▶ What you need to do
The answer is a number and nothing else: the count of lines in these entries containing the word "Some".

▶ Recorded data
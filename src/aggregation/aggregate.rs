//! Aggregate containers
//!
//! Three shapes hold computed values:
//!
//! - **Scalar**: a single value, replaced on every update
//! - **Buffer**: a pre-sized sequence updated in place; one buffer belongs to
//!   exactly one partition scan until it is handed to a merge
//! - **List**: an ordered sequence of identifiers; concatenation builds a new list

use super::error::AggregationError;

/// Fixed-shape container of aggregated values
#[derive(Debug, Clone, PartialEq)]
pub enum Aggregate<R> {
    /// One value
    Scalar(R),
    /// Fixed-length, mutable sequence
    Buffer(Vec<R>),
    /// Immutable ordered sequence
    List(Vec<R>),
}

impl<R> Aggregate<R> {
    /// Shape name for diagnostics
    pub fn shape(&self) -> &'static str {
        match self {
            Aggregate::Scalar(_) => "scalar",
            Aggregate::Buffer(_) => "buffer",
            Aggregate::List(_) => "list",
        }
    }

    /// All values in order; a scalar is a one-element slice
    pub fn values(&self) -> &[R] {
        match self {
            Aggregate::Scalar(v) => std::slice::from_ref(v),
            Aggregate::Buffer(v) | Aggregate::List(v) => v,
        }
    }

    /// Number of values held
    pub fn len(&self) -> usize {
        self.values().len()
    }

    /// True if no values are held
    pub fn is_empty(&self) -> bool {
        self.values().is_empty()
    }

    /// Mutable access to a buffer's slots
    pub fn buffer_mut(&mut self) -> Option<&mut [R]> {
        match self {
            Aggregate::Buffer(v) => Some(v),
            _ => None,
        }
    }

    /// Combine two scalars into a new scalar
    pub fn merge_scalar(
        self,
        other: Self,
        combine: impl FnOnce(R, R) -> R,
    ) -> Result<Self, AggregationError> {
        match (self, other) {
            (Aggregate::Scalar(a), Aggregate::Scalar(b)) => Ok(Aggregate::Scalar(combine(a, b))),
            (a, b) => Err(AggregationError::ShapeMismatch {
                left: a.shape(),
                right: b.shape(),
            }),
        }
    }

    /// Fold `other`'s slots into this buffer in place and return it
    pub fn merge_buffer(
        self,
        other: Self,
        mut combine: impl FnMut(&mut R, R),
    ) -> Result<Self, AggregationError> {
        match (self, other) {
            (Aggregate::Buffer(mut a), Aggregate::Buffer(b)) => {
                if a.len() != b.len() {
                    return Err(AggregationError::LengthMismatch {
                        left: a.len(),
                        right: b.len(),
                    });
                }
                for (slot, value) in a.iter_mut().zip(b) {
                    combine(slot, value);
                }
                Ok(Aggregate::Buffer(a))
            },
            (a, b) => Err(AggregationError::ShapeMismatch {
                left: a.shape(),
                right: b.shape(),
            }),
        }
    }
}

impl<R: Clone> Aggregate<R> {
    /// New list holding this list's values followed by `other`'s
    pub fn concat(&self, other: &Self) -> Result<Self, AggregationError> {
        match (self, other) {
            (Aggregate::List(a), Aggregate::List(b)) => {
                let mut joined = Vec::with_capacity(a.len() + b.len());
                joined.extend_from_slice(a);
                joined.extend_from_slice(b);
                Ok(Aggregate::List(joined))
            },
            (a, b) => Err(AggregationError::ShapeMismatch {
                left: a.shape(),
                right: b.shape(),
            }),
        }
    }
}

/// Running sum and count of one bucket
#[derive(Debug, Clone, Copy, Default, PartialEq)]
pub struct RunningAverage {
    /// Sum of observed values
    pub sum: f64,
    /// Number of observed values
    pub count: u64,
}

impl RunningAverage {
    /// Account for one value
    pub fn add(&mut self, value: f64) {
        self.sum += value;
        self.count += 1;
    }

    /// Fold another running average into this one
    pub fn combine(&mut self, other: &RunningAverage) {
        self.sum += other.sum;
        self.count += other.count;
    }

    /// Mean of observed values, `None` if nothing was observed
    pub fn mean(&self) -> Option<f64> {
        if self.count == 0 {
            None
        } else {
            Some(self.sum / self.count as f64)
        }
    }
}

/// Aggregate produced by a bound aggregator, tagged by value type
#[derive(Debug, Clone, PartialEq)]
pub enum AggregateValue {
    /// Floating-point values
    Double(Aggregate<f64>),
    /// Integer values
    Long(Aggregate<i64>),
    /// Per-bucket minimum or maximum, `None` until a row is seen
    Extremes(Aggregate<Option<f64>>),
    /// Per-bucket running averages
    Average(Aggregate<RunningAverage>),
    /// Partition identifiers
    Keys(Aggregate<String>),
}

/// Client-facing form of an aggregate
#[derive(Debug, Clone, PartialEq)]
pub enum AggregateOutput {
    /// Floating-point total
    Double(f64),
    /// Integer total
    Long(i64),
    /// One value per time bucket, `None` for buckets without rows
    Buckets(Vec<Option<f64>>),
    /// Partition identifiers
    Keys(Vec<String>),
}

impl AggregateValue {
    /// Value type name for diagnostics
    pub fn type_name(&self) -> &'static str {
        match self {
            AggregateValue::Double(_) => "double",
            AggregateValue::Long(_) => "long",
            AggregateValue::Extremes(_) => "extremes",
            AggregateValue::Average(_) => "average",
            AggregateValue::Keys(_) => "keys",
        }
    }

    /// Convert to output values
    pub fn finalize(&self) -> AggregateOutput {
        match self {
            AggregateValue::Double(Aggregate::Scalar(v)) => AggregateOutput::Double(*v),
            AggregateValue::Double(agg) => {
                AggregateOutput::Buckets(agg.values().iter().map(|v| Some(*v)).collect())
            },
            AggregateValue::Long(Aggregate::Scalar(v)) => AggregateOutput::Long(*v),
            AggregateValue::Long(agg) => {
                AggregateOutput::Buckets(agg.values().iter().map(|v| Some(*v as f64)).collect())
            },
            AggregateValue::Extremes(agg) => AggregateOutput::Buckets(agg.values().to_vec()),
            AggregateValue::Average(agg) => {
                AggregateOutput::Buckets(agg.values().iter().map(RunningAverage::mean).collect())
            },
            AggregateValue::Keys(agg) => AggregateOutput::Keys(agg.values().to_vec()),
        }
    }
}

▶ Solution for this exercise
4